--- Material for this task Enclosed Below ---

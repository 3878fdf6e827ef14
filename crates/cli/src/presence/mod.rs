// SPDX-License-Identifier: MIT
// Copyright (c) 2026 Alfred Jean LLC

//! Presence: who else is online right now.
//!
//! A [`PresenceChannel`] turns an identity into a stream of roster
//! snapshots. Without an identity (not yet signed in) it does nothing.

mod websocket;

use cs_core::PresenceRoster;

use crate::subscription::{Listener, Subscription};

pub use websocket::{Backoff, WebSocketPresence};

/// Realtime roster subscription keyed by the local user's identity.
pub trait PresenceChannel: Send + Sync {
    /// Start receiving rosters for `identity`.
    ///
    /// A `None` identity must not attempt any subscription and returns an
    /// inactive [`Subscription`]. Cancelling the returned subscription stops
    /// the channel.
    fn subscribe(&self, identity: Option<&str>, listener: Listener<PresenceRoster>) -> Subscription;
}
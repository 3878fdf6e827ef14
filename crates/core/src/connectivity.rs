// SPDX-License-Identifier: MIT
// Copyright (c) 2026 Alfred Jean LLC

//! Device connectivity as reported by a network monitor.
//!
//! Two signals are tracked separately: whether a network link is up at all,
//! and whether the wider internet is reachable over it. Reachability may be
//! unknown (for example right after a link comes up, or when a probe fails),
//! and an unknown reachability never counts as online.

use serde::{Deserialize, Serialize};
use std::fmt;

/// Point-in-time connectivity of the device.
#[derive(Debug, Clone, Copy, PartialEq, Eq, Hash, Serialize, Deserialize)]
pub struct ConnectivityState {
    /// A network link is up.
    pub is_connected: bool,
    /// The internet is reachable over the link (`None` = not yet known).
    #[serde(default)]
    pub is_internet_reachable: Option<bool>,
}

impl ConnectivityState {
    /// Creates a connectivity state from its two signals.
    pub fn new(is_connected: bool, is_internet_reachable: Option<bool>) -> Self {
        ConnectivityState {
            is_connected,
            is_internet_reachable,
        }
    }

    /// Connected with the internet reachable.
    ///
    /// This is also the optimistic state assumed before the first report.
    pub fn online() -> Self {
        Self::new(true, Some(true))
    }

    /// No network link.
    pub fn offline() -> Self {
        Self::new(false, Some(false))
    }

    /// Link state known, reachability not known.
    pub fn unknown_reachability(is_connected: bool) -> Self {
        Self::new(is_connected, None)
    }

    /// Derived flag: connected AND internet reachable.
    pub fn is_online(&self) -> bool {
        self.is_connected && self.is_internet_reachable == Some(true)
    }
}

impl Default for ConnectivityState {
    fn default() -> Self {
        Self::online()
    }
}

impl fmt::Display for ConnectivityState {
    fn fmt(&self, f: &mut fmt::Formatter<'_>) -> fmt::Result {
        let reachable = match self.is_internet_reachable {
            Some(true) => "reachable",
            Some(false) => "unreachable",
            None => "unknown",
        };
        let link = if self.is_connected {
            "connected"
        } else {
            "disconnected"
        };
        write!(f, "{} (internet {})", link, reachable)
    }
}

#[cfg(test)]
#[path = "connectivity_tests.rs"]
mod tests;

--- End of Enclosed Material for this task ---

- _Exercise brief_: Here the job is to restate all of the data word for word.

- _Result_:
repository 3878fdf6e827ef14
filename crates/cli/src/presence/mod.rs
// SPDX-License-Identifier: MIT
// Copyright (c) 2026 Alfred Jean LLC

//! Presence: who else is online right now.
//!
//! A [`PresenceChannel`] turns an identity into a stream of roster
//! snapshots. Without an identity (not yet signed in) it does nothing.

mod websocket;

use cs_core::PresenceRoster;

use crate::subscription::{Listener, Subscription};

pub use websocket::{Backoff, WebSocketPresence};

/// Realtime roster subscription keyed by the local user's identity.
pub trait PresenceChannel: Send + Sync {
    /// Start receiving rosters for `identity`.
    ///
    /// A `None` identity must not attempt any subscription and returns an
    /// inactive [`Subscription`]. Cancelling the returned subscription stops
    /// the channel.
    fn subscribe(&self, identity: Option<&str>, listener: Listener<PresenceRoster>) -> Subscription;
}
repository 3878fdf6e827ef14
filename crates/core/src/connectivity.rs
// SPDX-License-Identifier: MIT
// Copyright (c) 2026 Alfred Jean LLC

//! Device connectivity as reported by a network monitor.
//!
//! Two signals are tracked separately: whether a network link is up at all,
//! and whether the wider internet is reachable over it. Reachability may be
//! unknown (for example right after a link comes up, or when a probe fails),
//! and an unknown reachability never counts as online.

use serde::{Deserialize, Serialize};
use std::fmt;

/// Point-in-time connectivity of the device.
#[derive(Debug, Clone, Copy, PartialEq, Eq, Hash, Serialize, Deserialize)]
pub struct ConnectivityState {
    /// A network link is up.
    pub is_connected: bool,
    /// The internet is reachable over the link (`None` = not yet known).
    #[serde(default)]
    pub is_internet_reachable: Option<bool>,
}

impl ConnectivityState {
    /// Creates a connectivity state from its two signals.
    pub fn new(is_connected: bool, is_internet_reachable: Option<bool>) -> Self {
        ConnectivityState {
            is_connected,
            is_internet_reachable,
        }
    }

    /// Connected with the internet reachable.
    ///
    /// This is also the optimistic state assumed before the first report.
    pub fn online() -> Self {
        Self::new(true, Some(true))
    }

    /// No network link.
    pub fn offline() -> Self {
        Self::new(false, Some(false))
    }

    /// Link state known, reachability not known.
    pub fn unknown_reachability(is_connected: bool) -> Self {
        Self::new(is_connected, None)
    }

    /// Derived flag: connected AND internet reachable.
    pub fn is_online(&self) -> bool {
        self.is_connected && self.is_internet_reachable == Some(true)
    }
}

impl Default for ConnectivityState {
    fn default() -> Self {
        Self::online()
    }
}

impl fmt::Display for ConnectivityState {
    fn fmt(&self, f: &mut fmt::Formatter<'_>) -> fmt::Result {
        let reachable = match self.is_internet_reachable {
            Some(true) => "reachable",
            Some(false) => "unreachable",
            None => "unknown",
        };
        let link = if self.is_connected {
            "connected"
        } else {
            "disconnected"
        };
        write!(f, "{} (internet {})", link, reachable)
    }
}

#[cfg(test)]
#[path = "connectivity_tests.rs"]
mod tests;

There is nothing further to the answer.